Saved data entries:
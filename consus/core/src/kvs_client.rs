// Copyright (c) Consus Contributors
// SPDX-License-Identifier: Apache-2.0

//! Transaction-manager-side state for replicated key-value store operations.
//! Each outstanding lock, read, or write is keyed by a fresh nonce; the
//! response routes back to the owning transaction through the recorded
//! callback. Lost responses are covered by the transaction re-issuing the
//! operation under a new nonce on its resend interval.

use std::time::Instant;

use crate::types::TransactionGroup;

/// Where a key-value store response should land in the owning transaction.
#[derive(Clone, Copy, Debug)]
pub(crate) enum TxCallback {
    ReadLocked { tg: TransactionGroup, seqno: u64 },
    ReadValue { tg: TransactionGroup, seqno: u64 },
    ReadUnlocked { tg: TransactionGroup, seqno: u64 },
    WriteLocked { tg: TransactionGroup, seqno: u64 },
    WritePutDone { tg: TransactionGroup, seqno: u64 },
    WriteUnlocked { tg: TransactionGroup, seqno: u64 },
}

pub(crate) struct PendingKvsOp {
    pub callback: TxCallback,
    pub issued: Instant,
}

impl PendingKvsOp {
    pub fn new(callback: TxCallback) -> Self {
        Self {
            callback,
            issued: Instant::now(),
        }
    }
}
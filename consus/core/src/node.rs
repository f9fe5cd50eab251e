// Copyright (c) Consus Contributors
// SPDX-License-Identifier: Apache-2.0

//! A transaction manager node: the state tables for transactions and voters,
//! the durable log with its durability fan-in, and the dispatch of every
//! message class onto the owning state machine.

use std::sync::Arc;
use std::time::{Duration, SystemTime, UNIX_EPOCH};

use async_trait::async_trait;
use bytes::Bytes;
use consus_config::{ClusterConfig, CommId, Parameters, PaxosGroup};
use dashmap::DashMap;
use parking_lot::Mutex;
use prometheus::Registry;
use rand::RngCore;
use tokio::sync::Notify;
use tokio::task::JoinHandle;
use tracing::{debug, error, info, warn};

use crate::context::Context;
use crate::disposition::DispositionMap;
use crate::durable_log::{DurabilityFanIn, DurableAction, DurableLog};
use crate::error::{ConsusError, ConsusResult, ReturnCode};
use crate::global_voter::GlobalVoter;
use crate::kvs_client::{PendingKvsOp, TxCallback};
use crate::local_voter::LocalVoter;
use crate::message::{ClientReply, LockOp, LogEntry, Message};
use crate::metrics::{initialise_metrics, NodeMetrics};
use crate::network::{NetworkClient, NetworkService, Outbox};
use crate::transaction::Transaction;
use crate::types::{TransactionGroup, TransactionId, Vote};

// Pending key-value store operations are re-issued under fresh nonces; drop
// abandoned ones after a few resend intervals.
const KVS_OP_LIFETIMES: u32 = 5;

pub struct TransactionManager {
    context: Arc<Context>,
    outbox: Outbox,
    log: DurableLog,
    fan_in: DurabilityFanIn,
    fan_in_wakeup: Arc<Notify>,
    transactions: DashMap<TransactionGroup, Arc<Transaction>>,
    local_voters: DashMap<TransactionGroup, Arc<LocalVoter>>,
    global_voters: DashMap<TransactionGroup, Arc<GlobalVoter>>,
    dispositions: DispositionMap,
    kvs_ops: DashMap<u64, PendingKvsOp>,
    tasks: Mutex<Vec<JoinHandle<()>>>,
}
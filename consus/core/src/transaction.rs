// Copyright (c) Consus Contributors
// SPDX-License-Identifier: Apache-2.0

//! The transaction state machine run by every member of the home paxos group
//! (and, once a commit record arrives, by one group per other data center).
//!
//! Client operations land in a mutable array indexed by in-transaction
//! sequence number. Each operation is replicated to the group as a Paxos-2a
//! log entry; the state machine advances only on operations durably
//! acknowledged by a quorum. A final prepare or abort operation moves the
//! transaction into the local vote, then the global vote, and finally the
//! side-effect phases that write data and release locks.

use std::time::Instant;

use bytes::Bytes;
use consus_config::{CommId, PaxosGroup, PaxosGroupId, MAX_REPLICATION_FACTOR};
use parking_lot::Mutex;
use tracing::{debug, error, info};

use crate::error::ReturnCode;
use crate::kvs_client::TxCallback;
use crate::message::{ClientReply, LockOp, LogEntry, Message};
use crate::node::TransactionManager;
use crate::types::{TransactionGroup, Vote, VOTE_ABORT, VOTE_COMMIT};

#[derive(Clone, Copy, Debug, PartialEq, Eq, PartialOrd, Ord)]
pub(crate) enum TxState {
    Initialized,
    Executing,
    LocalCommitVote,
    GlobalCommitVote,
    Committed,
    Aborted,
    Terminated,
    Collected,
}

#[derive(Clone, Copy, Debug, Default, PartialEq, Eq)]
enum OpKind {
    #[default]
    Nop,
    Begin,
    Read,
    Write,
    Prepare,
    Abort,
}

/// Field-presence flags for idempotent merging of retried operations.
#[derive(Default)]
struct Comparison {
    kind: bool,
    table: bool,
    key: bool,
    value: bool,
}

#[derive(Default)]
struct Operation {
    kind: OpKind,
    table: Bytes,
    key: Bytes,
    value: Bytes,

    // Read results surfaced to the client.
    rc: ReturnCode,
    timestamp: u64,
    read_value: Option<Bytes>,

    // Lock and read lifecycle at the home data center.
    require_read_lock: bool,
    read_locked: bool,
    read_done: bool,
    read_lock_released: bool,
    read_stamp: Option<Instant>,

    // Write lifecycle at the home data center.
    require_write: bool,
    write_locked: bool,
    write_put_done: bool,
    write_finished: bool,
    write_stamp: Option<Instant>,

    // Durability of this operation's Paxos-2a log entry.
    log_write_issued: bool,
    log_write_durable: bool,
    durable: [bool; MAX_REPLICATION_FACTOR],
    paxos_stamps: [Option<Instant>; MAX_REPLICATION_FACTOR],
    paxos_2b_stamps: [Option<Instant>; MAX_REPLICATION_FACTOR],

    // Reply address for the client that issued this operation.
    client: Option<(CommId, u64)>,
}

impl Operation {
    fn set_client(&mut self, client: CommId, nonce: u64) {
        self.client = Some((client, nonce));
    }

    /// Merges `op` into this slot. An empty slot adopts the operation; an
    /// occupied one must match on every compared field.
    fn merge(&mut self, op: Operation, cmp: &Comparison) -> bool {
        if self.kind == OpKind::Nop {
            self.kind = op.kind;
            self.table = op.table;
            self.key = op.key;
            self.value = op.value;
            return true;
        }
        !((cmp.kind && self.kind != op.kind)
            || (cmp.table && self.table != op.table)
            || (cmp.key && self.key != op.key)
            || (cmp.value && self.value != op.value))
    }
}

[Your instructions]:
Every record shown above should be set down again exactly.

[Result of the exercise]:
filename consus/core/src/kvs_client.rs
// Copyright (c) Consus Contributors
// SPDX-License-Identifier: Apache-2.0

//! Transaction-manager-side state for replicated key-value store operations.
//! Each outstanding lock, read, or write is keyed by a fresh nonce; the
//! response routes back to the owning transaction through the recorded
//! callback. Lost responses are covered by the transaction re-issuing the
//! operation under a new nonce on its resend interval.

use std::time::Instant;

use crate::types::TransactionGroup;

/// Where a key-value store response should land in the owning transaction.
#[derive(Clone, Copy, Debug)]
pub(crate) enum TxCallback {
    ReadLocked { tg: TransactionGroup, seqno: u64 },
    ReadValue { tg: TransactionGroup, seqno: u64 },
    ReadUnlocked { tg: TransactionGroup, seqno: u64 },
    WriteLocked { tg: TransactionGroup, seqno: u64 },
    WritePutDone { tg: TransactionGroup, seqno: u64 },
    WriteUnlocked { tg: TransactionGroup, seqno: u64 },
}

pub(crate) struct PendingKvsOp {
    pub callback: TxCallback,
    pub issued: Instant,
}

impl PendingKvsOp {
    pub fn new(callback: TxCallback) -> Self {
        Self {
            callback,
            issued: Instant::now(),
        }
    }
}
filename consus/core/src/node.rs
repository f9fe5cd50eab251e
// Copyright (c) Consus Contributors
// SPDX-License-Identifier: Apache-2.0

//! A transaction manager node: the state tables for transactions and voters,
//! the durable log with its durability fan-in, and the dispatch of every
//! message class onto the owning state machine.

use std::sync::Arc;
use std::time::{Duration, SystemTime, UNIX_EPOCH};

use async_trait::async_trait;
use bytes::Bytes;
use consus_config::{ClusterConfig, CommId, Parameters, PaxosGroup};
use dashmap::DashMap;
use parking_lot::Mutex;
use prometheus::Registry;
use rand::RngCore;
use tokio::sync::Notify;
use tokio::task::JoinHandle;
use tracing::{debug, error, info, warn};

use crate::context::Context;
use crate::disposition::DispositionMap;
use crate::durable_log::{DurabilityFanIn, DurableAction, DurableLog};
use crate::error::{ConsusError, ConsusResult, ReturnCode};
use crate::global_voter::GlobalVoter;
use crate::kvs_client::{PendingKvsOp, TxCallback};
use crate::local_voter::LocalVoter;
use crate::message::{ClientReply, LockOp, LogEntry, Message};
use crate::metrics::{initialise_metrics, NodeMetrics};
use crate::network::{NetworkClient, NetworkService, Outbox};
use crate::transaction::Transaction;
use crate::types::{TransactionGroup, TransactionId, Vote};

// Pending key-value store operations are re-issued under fresh nonces; drop
// abandoned ones after a few resend intervals.
const KVS_OP_LIFETIMES: u32 = 5;

pub struct TransactionManager {
    context: Arc<Context>,
    outbox: Outbox,
    log: DurableLog,
    fan_in: DurabilityFanIn,
    fan_in_wakeup: Arc<Notify>,
    transactions: DashMap<TransactionGroup, Arc<Transaction>>,
    local_voters: DashMap<TransactionGroup, Arc<LocalVoter>>,
    global_voters: DashMap<TransactionGroup, Arc<GlobalVoter>>,
    dispositions: DispositionMap,
    kvs_ops: DashMap<u64, PendingKvsOp>,
    tasks: Mutex<Vec<JoinHandle<()>>>,
}
filename consus/core/src/transaction.rs
// Copyright (c) Consus Contributors
// SPDX-License-Identifier: Apache-2.0

//! The transaction state machine run by every member of the home paxos group
//! (and, once a commit record arrives, by one group per other data center).
//!
//! Client operations land in a mutable array indexed by in-transaction
//! sequence number. Each operation is replicated to the group as a Paxos-2a
//! log entry; the state machine advances only on operations durably
//! acknowledged by a quorum. A final prepare or abort operation moves the
//! transaction into the local vote, then the global vote, and finally the
//! side-effect phases that write data and release locks.

use std::time::Instant;

use bytes::Bytes;
use consus_config::{CommId, PaxosGroup, PaxosGroupId, MAX_REPLICATION_FACTOR};
use parking_lot::Mutex;
use tracing::{debug, error, info};

use crate::error::ReturnCode;
use crate::kvs_client::TxCallback;
use crate::message::{ClientReply, LockOp, LogEntry, Message};
use crate::node::TransactionManager;
use crate::types::{TransactionGroup, Vote, VOTE_ABORT, VOTE_COMMIT};

#[derive(Clone, Copy, Debug, PartialEq, Eq, PartialOrd, Ord)]
pub(crate) enum TxState {
    Initialized,
    Executing,
    LocalCommitVote,
    GlobalCommitVote,
    Committed,
    Aborted,
    Terminated,
    Collected,
}

#[derive(Clone, Copy, Debug, Default, PartialEq, Eq)]
enum OpKind {
    #[default]
    Nop,
    Begin,
    Read,
    Write,
    Prepare,
    Abort,
}

/// Field-presence flags for idempotent merging of retried operations.
#[derive(Default)]
struct Comparison {
    kind: bool,
    table: bool,
    key: bool,
    value: bool,
}

#[derive(Default)]
struct Operation {
    kind: OpKind,
    table: Bytes,
    key: Bytes,
    value: Bytes,

    // Read results surfaced to the client.
    rc: ReturnCode,
    timestamp: u64,
    read_value: Option<Bytes>,

    // Lock and read lifecycle at the home data center.
    require_read_lock: bool,
    read_locked: bool,
    read_done: bool,
    read_lock_released: bool,
    read_stamp: Option<Instant>,

    // Write lifecycle at the home data center.
    require_write: bool,
    write_locked: bool,
    write_put_done: bool,
    write_finished: bool,
    write_stamp: Option<Instant>,

    // Durability of this operation's Paxos-2a log entry.
    log_write_issued: bool,
    log_write_durable: bool,
    durable: [bool; MAX_REPLICATION_FACTOR],
    paxos_stamps: [Option<Instant>; MAX_REPLICATION_FACTOR],
    paxos_2b_stamps: [Option<Instant>; MAX_REPLICATION_FACTOR],

    // Reply address for the client that issued this operation.
    client: Option<(CommId, u64)>,
}

impl Operation {
    fn set_client(&mut self, client: CommId, nonce: u64) {
        self.client = Some((client, nonce));
    }

    /// Merges `op` into this slot. An empty slot adopts the operation; an
    /// occupied one must match on every compared field.
    fn merge(&mut self, op: Operation, cmp: &Comparison) -> bool {
        if self.kind == OpKind::Nop {
            self.kind = op.kind;
            self.table = op.table;
            self.key = op.key;
            self.value = op.value;
            return true;
        }
        !((cmp.kind && self.kind != op.kind)
            || (cmp.table && self.table != op.table)
            || (cmp.key && self.key != op.key)
            || (cmp.value && self.value != op.value))
    }
}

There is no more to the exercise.